Parecer do MP-SP pede que Leila Pereira seja julgada por crimes cometidos contra Dudu

Em 9 de julho, Dudu, ex-jogador do Palmeiras, ingressou com ação criminal contra a presidente do clube, Leila Pereira, acusando-a da prática de nove crimes contra sua honra — sete de injúria e dois de difamação.

As supostas ofensas teriam ocorrido em diversas entrevistas concedidas pela dirigente.

A pena prevista para o concurso de crimes citados varia de um a cinco anos de prisão.

Houve audiência de conciliação, mas o resultado foi infrutífero.

Em consequência, a juíza Erika Fernandes, da 13ª Vara Criminal de São Paulo, encaminhou o processo ao Ministério Público, que emitiu parecer favorável ao recebimento da queixa, diante das evidências de crimes.


Confira trecho do parecer:

“Trata-se de queixa-crime ajuizada por EDUARDO PEREIRA RODRIGUES, o qual imputa a prática de crimes contra a honra supostamente cometidos por LEILA MEJDALANI PEREIRA, fatos praticados entre janeiro e maio de 2025, nesta Capital.”

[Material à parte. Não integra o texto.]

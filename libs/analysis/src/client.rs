//! Submission and polling of one analysis job.

use std::fmt;
use std::time::Duration;

use crate::clock::Clock;
use crate::config::ClientConfig;
use crate::errors::{Error, Result};
use crate::issues::RawIssue;
use crate::request::AnalysisRequest;
use crate::service::{AnalysisService, JobStatus, ServiceError, ServiceResult};

#[derive(Debug, Clone, Copy, PartialEq, Eq)]
pub enum AnalysisStatus {
  Submitting,
  Queued,
  Running,
  Succeeded,
  Failed,
  TimedOut,
}

impl fmt::Display for AnalysisStatus {
  fn fmt(&self, f: &mut fmt::Formatter<'_>) -> fmt::Result {
    let name = match self {
      AnalysisStatus::Submitting => "submitting",
      AnalysisStatus::Queued => "queued",
      AnalysisStatus::Running => "running",
      AnalysisStatus::Succeeded => "succeeded",
      AnalysisStatus::Failed => "failed",
      AnalysisStatus::TimedOut => "timed out",
    };
    f.write_str(name)
  }
}

/// Terminal outcome of a job. `issues` is only populated on success.
#[derive(Debug, Clone)]
pub struct AnalysisResult {
  pub uuid: Option<String>,
  pub status: AnalysisStatus,
  pub issues: Vec<RawIssue>,
  /// Service-side reason when the job failed.
  pub failure: Option<String>,
  /// Time since the client started, login included.
  pub elapsed: Duration,
}

/// Drives a job through `submitting -> queued -> running -> {succeeded | failed | timed out}`.
/// The deadline is client-side only: a timed-out job may still be running remotely.
pub struct AnalysisClient<S, C> {
  config: ClientConfig,
  service: S,
  clock: C,
}

enum Retried<T> {
  Done(T),
  DeadlineReached,
}

struct Job {
  uuid: String,
  status: AnalysisStatus,
  started: Duration,
}

impl Job {
  fn transition(&mut self, next: AnalysisStatus) {
    if self.status != next {
      tracing::info!(uuid = %self.uuid, from = %self.status, to = %next, "analysis status");
      self.status = next;
    }
  }
}

impl<S: AnalysisService, C: Clock> AnalysisClient<S, C> {
  pub fn new(config: ClientConfig, service: S, clock: C) -> Self {
    Self {
      config,
      service,
      clock,
    }
  }

  pub fn run(&self, request: &AnalysisRequest) -> Result<AnalysisResult> {
    let started = self.clock.now();
    let timing = self.config.timing(request.mode);

    let token = self
      .service
      .login(&self.config.credentials)
      .map_err(fatal_error)?;

    tracing::info!(
      contract = %request.artifact.contract_name,
      mode = %request.mode,
      "submitting analysis"
    );
    let submission = self
      .service
      .submit(&token, &request.document())
      .map_err(submission_error)?;
    let deadline = self.clock.now() + timing.timeout;

    let mut job = Job {
      uuid: submission.uuid,
      status: AnalysisStatus::Submitting,
      started,
    };
    match submission.status {
      JobStatus::Finished => return self.finish(job, &token, deadline),
      JobStatus::Failed(reason) => return Ok(self.failed(job, reason)),
      pending => job.transition(pending_status(&pending)),
    }

    self.sleep_until(timing.initial_delay, deadline);
    let mut backoff = self.config.retry.initial_backoff;

    loop {
      if self.clock.now() >= deadline {
        return Ok(self.timed_out(job));
      }

      let uuid = job.uuid.clone();
      let status = match self.with_retries("status", deadline, || self.service.status(&token, &uuid))? {
        Retried::Done(status) => status,
        Retried::DeadlineReached => return Ok(self.timed_out(job)),
      };

      match status {
        JobStatus::Finished => return self.finish(job, &token, deadline),
        JobStatus::Failed(reason) => return Ok(self.failed(job, reason)),
        pending => job.transition(pending_status(&pending)),
      }

      self.sleep_until(backoff, deadline);
      backoff = (backoff * 2).min(self.config.retry.max_backoff);
    }
  }

  fn finish(&self, mut job: Job, token: &str, deadline: Duration) -> Result<AnalysisResult> {
    let uuid = job.uuid.clone();
    let issues = match self.with_retries("issues", deadline, || self.service.issues(token, &uuid))? {
      Retried::Done(issues) => issues,
      Retried::DeadlineReached => return Ok(self.timed_out(job)),
    };
    job.transition(AnalysisStatus::Succeeded);
    tracing::info!(uuid = %job.uuid, issues = issues.len(), "analysis finished");

    Ok(AnalysisResult {
      uuid: Some(job.uuid),
      status: job.status,
      issues,
      failure: None,
      elapsed: self.clock.now().saturating_sub(job.started),
    })
  }

  fn failed(&self, mut job: Job, reason: Option<String>) -> AnalysisResult {
    job.transition(AnalysisStatus::Failed);
    tracing::warn!(uuid = %job.uuid, reason = reason.as_deref().unwrap_or("unknown"), "analysis failed");
    AnalysisResult {
      uuid: Some(job.uuid),
      status: job.status,
      issues: Vec::new(),
      failure: Some(reason.unwrap_or_else(|| "analysis reported an error".to_string())),
      elapsed: self.clock.now().saturating_sub(job.started),
    }
  }

  fn timed_out(&self, mut job: Job) -> AnalysisResult {
    job.transition(AnalysisStatus::TimedOut);
    tracing::warn!(uuid = %job.uuid, "analysis deadline reached; the job may still be running");
    AnalysisResult {
      uuid: Some(job.uuid),
      status: job.status,
      issues: Vec::new(),
      failure: None,
      elapsed: self.clock.now().saturating_sub(job.started),
    }
  }

  /// Sleeps for `duration`, cut short at `deadline`.
  fn sleep_until(&self, duration: Duration, deadline: Duration) {
    let remaining = deadline.saturating_sub(self.clock.now());
    let nap = duration.min(remaining);
    if !nap.is_zero() {
      self.clock.sleep(nap);
    }
  }

  /// Calls `call` until it succeeds, fails permanently, or exhausts the retry budget. Pauses
  /// between attempts never cross `deadline`.
  fn with_retries<T>(
    &self,
    what: &str,
    deadline: Duration,
    mut call: impl FnMut() -> ServiceResult<T>,
  ) -> Result<Retried<T>> {
    let policy = self.config.retry;
    let mut attempt = 1;
    loop {
      match call() {
        Ok(value) => return Ok(Retried::Done(value)),
        Err(err) if err.is_transient() && attempt < policy.attempts => {
          tracing::warn!(call = what, attempt, error = %err, "transient service error, retrying");
          if self.clock.now() + policy.pause >= deadline {
            self.sleep_until(policy.pause, deadline);
            return Ok(Retried::DeadlineReached);
          }
          self.clock.sleep(policy.pause);
          attempt += 1;
        }
        Err(err) if err.is_transient() => {
          return Err(Error::TransientNetwork {
            attempts: attempt,
            message: err.to_string(),
          })
        }
        Err(err) => return Err(fatal_error(err)),
      }
    }
  }
}

fn pending_status(status: &JobStatus) -> AnalysisStatus {
  match status {
    JobStatus::Queued => AnalysisStatus::Queued,
    _ => AnalysisStatus::Running,
  }
}

fn submission_error(err: ServiceError) -> Error {
  match err {
    ServiceError::Http { status, body } if (400..500).contains(&status) && status != 429 => {
      Error::SubmissionRejected {
        status,
        message: body,
      }
    }
    ServiceError::Malformed(message) => Error::Protocol(message),
    other => Error::TransientNetwork {
      attempts: 1,
      message: other.to_string(),
    },
  }
}

fn fatal_error(err: ServiceError) -> Error {
  match err {
    ServiceError::Http { status, body } => Error::Rejected {
      status,
      message: body,
    },
    ServiceError::Malformed(message) => Error::Protocol(message),
    ServiceError::Transport(message) => Error::TransientNetwork {
      attempts: 1,
      message,
    },
  }
}
//! Compile a Solidity contract and submit it to a remote security analysis service.

pub mod cli;
pub mod config;
pub mod logging;
pub mod pipeline;
pub mod report;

“Segundo o noticiado, à época dos fatos, a querelada, na condição de presidente da Sociedade Esportiva Palmeiras, teria ofendido a honra do jogador Eduardo Pereira Rodrigues ao conceder entrevistas e declarações públicas, veiculadas em diferentes mídias, nas quais atribuía a ele condutas desonrosas e discriminatórias.”

“Nas falas, a dirigente afirmava que havia sido alvo de ofensas verbais misóginas, sustentando que Eduardo a teria desrespeitado justamente por ela ser mulher e presidente de um grande clube de futebol. Ela dizia, em síntese, que o atleta não teria tido o mesmo comportamento em relação a presidentes homens e que sua postura era exemplo de violência contra a mulher.”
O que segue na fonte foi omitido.